• **Exercise description**: In the entries below, find the lines that contain the word "startup" and copy them.

# # # # #

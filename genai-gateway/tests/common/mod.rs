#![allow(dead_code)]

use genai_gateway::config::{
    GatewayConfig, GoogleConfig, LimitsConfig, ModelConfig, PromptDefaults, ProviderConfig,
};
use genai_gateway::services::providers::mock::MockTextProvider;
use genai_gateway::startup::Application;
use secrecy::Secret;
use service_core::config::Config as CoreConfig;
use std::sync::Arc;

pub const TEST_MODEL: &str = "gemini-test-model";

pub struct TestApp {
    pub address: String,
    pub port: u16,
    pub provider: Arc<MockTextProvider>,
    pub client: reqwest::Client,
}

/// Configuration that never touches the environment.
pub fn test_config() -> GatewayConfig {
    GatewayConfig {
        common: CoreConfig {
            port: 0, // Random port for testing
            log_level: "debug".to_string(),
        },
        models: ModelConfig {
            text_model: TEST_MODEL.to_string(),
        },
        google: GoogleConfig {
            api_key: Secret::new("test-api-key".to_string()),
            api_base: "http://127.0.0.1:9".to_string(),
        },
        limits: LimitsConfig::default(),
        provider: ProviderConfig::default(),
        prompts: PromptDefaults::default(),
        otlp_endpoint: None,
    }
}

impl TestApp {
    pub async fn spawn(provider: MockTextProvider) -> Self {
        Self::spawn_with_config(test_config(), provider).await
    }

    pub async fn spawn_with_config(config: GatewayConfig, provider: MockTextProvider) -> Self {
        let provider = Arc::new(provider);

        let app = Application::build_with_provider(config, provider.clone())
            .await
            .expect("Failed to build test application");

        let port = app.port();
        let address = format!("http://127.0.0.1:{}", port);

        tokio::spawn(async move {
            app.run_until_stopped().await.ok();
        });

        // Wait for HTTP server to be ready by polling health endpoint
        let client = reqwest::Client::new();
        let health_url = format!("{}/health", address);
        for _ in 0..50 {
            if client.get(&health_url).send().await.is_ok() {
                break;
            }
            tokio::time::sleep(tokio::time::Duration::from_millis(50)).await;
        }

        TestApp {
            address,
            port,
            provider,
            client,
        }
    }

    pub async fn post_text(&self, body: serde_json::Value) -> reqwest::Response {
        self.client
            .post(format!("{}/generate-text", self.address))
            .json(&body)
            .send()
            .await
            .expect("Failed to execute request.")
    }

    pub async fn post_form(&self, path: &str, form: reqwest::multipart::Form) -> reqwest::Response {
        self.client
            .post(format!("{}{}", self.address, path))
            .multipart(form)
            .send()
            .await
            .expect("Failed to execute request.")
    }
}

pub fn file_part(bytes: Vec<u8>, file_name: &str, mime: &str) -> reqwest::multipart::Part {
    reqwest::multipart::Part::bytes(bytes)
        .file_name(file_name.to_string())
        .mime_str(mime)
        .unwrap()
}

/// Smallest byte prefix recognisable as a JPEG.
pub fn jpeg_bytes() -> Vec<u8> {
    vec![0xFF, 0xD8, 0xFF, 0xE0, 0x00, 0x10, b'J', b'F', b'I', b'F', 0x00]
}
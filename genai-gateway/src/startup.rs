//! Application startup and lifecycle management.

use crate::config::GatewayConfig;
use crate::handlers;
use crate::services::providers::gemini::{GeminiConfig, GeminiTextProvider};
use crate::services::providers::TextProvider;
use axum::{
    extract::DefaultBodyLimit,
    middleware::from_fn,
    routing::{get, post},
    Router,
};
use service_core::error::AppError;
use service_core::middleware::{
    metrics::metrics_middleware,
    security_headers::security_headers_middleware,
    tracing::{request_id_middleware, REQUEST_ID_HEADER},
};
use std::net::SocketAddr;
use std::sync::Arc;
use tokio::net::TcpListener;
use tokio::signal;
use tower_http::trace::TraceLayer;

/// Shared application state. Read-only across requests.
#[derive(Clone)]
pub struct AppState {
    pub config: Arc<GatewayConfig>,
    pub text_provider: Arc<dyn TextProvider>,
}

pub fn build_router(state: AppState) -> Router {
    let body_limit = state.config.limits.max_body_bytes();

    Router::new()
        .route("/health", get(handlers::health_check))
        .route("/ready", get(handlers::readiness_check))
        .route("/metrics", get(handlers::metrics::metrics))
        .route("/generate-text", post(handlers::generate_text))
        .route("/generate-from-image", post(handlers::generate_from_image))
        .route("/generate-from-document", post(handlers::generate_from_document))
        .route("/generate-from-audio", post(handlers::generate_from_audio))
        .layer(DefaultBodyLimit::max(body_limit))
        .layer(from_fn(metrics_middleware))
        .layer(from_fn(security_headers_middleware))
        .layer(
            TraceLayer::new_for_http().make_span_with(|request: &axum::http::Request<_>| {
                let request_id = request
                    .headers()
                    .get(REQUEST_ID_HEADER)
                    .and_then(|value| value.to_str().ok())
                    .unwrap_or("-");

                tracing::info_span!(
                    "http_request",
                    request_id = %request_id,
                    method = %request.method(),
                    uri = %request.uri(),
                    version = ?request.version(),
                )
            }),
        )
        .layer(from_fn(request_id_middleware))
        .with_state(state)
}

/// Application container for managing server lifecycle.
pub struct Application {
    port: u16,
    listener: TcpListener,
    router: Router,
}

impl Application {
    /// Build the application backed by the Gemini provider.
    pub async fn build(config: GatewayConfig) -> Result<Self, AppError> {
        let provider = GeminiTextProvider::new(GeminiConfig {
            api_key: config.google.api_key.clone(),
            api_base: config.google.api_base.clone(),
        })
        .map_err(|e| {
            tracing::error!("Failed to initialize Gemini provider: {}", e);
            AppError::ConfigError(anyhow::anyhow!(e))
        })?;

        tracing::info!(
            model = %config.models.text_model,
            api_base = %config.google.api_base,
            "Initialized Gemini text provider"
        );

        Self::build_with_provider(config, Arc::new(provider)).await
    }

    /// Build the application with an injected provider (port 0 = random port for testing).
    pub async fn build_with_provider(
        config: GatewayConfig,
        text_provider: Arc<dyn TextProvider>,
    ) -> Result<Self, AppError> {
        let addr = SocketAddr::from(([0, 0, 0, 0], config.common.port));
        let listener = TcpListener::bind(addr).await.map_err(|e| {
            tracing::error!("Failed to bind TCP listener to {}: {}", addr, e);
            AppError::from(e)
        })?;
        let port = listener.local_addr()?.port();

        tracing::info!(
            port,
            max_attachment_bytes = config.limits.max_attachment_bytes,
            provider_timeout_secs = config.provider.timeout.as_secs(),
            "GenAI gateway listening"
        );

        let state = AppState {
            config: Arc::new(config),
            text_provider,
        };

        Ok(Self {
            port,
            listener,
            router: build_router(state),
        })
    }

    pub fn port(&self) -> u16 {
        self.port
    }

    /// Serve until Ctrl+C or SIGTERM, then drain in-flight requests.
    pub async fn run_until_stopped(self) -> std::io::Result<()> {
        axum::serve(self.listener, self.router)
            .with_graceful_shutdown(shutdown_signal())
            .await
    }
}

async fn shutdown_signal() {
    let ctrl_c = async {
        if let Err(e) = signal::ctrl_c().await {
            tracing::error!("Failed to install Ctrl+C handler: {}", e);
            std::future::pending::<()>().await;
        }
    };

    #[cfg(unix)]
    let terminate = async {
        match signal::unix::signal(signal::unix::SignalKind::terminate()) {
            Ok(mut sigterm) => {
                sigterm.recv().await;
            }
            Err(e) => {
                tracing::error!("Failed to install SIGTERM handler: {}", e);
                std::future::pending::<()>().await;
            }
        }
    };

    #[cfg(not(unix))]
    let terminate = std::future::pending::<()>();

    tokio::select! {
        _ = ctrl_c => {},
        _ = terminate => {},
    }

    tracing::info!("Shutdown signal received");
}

# # # # #

• **Answer area**:
use genai_gateway::startup::Application;
filename genai-gateway/src/startup.rs
//! Application startup and lifecycle management.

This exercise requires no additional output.